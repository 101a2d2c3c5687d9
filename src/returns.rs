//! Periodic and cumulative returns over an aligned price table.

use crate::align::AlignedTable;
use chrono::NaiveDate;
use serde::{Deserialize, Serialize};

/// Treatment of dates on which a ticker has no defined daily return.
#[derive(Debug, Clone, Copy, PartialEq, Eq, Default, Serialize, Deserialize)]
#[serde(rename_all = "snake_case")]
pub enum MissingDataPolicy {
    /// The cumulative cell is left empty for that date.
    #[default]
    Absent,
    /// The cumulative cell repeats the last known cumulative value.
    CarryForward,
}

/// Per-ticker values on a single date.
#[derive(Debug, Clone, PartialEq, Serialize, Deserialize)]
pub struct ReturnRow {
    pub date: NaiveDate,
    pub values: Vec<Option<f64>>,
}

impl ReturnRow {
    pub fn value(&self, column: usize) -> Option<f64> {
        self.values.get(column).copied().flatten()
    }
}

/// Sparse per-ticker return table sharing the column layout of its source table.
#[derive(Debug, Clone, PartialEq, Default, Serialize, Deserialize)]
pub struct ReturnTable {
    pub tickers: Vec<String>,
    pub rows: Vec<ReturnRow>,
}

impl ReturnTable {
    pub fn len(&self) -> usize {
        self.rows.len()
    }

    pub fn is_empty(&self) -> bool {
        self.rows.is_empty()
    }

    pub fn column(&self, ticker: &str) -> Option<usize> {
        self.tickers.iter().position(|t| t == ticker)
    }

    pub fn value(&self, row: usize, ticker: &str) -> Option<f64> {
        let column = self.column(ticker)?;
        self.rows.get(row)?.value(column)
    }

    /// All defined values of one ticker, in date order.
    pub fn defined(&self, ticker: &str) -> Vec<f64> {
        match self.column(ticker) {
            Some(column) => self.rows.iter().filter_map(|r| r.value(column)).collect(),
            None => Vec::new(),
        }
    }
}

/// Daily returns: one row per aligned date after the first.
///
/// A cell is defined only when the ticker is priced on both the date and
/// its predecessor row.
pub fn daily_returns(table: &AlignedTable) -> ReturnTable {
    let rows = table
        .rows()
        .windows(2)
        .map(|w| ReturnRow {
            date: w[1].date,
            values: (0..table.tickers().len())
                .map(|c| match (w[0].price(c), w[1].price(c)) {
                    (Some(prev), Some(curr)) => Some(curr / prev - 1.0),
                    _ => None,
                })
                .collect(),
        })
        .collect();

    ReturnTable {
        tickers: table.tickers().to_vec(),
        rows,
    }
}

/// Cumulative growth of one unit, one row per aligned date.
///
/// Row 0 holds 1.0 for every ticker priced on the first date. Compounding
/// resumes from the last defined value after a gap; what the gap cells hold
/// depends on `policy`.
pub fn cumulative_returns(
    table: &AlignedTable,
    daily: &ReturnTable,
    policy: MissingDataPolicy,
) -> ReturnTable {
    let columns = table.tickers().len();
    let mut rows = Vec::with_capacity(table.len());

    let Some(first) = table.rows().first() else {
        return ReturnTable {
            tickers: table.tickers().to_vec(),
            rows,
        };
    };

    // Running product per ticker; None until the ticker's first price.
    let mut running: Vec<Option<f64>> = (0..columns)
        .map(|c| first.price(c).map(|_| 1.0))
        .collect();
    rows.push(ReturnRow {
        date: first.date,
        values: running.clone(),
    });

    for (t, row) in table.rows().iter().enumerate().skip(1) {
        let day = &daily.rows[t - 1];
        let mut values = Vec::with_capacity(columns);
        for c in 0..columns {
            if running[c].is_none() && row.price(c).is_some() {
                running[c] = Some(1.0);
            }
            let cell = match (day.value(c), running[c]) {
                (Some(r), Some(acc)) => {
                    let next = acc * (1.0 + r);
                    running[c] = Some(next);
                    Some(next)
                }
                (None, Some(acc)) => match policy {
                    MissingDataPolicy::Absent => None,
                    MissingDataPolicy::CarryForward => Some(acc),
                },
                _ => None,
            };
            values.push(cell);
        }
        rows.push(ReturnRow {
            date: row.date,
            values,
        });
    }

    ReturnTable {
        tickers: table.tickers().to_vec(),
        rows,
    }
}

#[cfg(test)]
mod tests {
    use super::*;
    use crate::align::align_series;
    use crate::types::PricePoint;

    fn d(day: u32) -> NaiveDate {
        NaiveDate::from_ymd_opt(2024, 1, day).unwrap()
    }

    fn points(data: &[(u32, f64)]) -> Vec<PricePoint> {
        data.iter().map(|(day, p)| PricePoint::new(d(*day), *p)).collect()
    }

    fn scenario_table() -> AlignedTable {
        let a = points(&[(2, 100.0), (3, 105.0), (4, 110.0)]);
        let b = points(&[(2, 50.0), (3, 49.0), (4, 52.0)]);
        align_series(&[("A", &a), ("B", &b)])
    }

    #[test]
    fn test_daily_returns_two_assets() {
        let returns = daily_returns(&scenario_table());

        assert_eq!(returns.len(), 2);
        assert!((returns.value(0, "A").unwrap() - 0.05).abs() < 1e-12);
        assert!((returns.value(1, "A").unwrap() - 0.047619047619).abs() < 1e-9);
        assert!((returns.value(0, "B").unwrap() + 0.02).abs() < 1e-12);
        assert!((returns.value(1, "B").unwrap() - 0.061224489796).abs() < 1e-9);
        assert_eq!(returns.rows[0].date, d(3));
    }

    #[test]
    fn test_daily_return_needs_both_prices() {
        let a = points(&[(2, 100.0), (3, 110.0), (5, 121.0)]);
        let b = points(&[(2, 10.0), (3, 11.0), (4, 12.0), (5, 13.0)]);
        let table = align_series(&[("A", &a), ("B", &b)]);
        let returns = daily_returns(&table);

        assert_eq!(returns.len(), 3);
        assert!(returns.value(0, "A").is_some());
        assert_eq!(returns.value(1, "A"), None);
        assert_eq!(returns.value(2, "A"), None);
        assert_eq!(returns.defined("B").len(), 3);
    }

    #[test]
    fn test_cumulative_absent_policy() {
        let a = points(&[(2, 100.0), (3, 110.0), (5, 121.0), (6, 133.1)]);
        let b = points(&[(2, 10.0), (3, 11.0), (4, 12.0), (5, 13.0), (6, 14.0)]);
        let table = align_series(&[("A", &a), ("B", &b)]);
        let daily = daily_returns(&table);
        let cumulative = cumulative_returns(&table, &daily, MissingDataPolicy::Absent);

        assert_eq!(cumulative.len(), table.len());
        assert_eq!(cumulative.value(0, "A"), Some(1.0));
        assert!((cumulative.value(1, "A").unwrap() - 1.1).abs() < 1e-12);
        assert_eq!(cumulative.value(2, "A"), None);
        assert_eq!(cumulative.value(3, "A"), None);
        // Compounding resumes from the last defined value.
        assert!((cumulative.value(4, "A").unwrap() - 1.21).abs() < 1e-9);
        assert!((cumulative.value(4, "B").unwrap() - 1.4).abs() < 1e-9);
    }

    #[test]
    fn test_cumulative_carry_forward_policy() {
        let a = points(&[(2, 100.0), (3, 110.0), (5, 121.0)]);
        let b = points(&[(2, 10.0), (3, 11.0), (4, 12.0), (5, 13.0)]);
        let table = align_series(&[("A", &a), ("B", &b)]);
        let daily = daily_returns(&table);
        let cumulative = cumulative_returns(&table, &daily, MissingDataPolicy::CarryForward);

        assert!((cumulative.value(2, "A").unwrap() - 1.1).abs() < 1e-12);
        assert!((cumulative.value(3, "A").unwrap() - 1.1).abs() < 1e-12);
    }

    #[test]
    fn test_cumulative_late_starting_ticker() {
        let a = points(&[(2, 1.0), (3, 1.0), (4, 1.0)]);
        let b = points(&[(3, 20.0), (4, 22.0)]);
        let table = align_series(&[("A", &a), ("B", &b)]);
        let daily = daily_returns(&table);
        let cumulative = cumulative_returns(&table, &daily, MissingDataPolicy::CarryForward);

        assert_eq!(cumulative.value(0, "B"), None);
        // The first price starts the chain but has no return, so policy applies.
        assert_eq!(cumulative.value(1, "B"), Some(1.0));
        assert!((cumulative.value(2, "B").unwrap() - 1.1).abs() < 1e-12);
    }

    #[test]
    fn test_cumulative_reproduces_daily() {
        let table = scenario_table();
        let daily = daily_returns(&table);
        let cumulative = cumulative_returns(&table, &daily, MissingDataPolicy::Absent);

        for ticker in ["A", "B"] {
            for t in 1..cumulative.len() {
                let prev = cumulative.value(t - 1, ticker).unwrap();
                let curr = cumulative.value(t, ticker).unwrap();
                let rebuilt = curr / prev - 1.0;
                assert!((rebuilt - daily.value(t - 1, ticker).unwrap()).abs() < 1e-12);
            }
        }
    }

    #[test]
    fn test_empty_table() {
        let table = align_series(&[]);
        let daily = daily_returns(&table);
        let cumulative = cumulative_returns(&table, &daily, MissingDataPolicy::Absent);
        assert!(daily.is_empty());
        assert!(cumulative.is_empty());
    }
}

□ □ □ □ □

● **Task item**: Wherever the word "CarryForward" turns up in the records, copy out the line it is on.

● **Answer box**:
    CarryForward,
                    MissingDataPolicy::CarryForward => Some(acc),
        let cumulative = cumulative_returns(&table, &daily, MissingDataPolicy::CarryForward);
        let cumulative = cumulative_returns(&table, &daily, MissingDataPolicy::CarryForward);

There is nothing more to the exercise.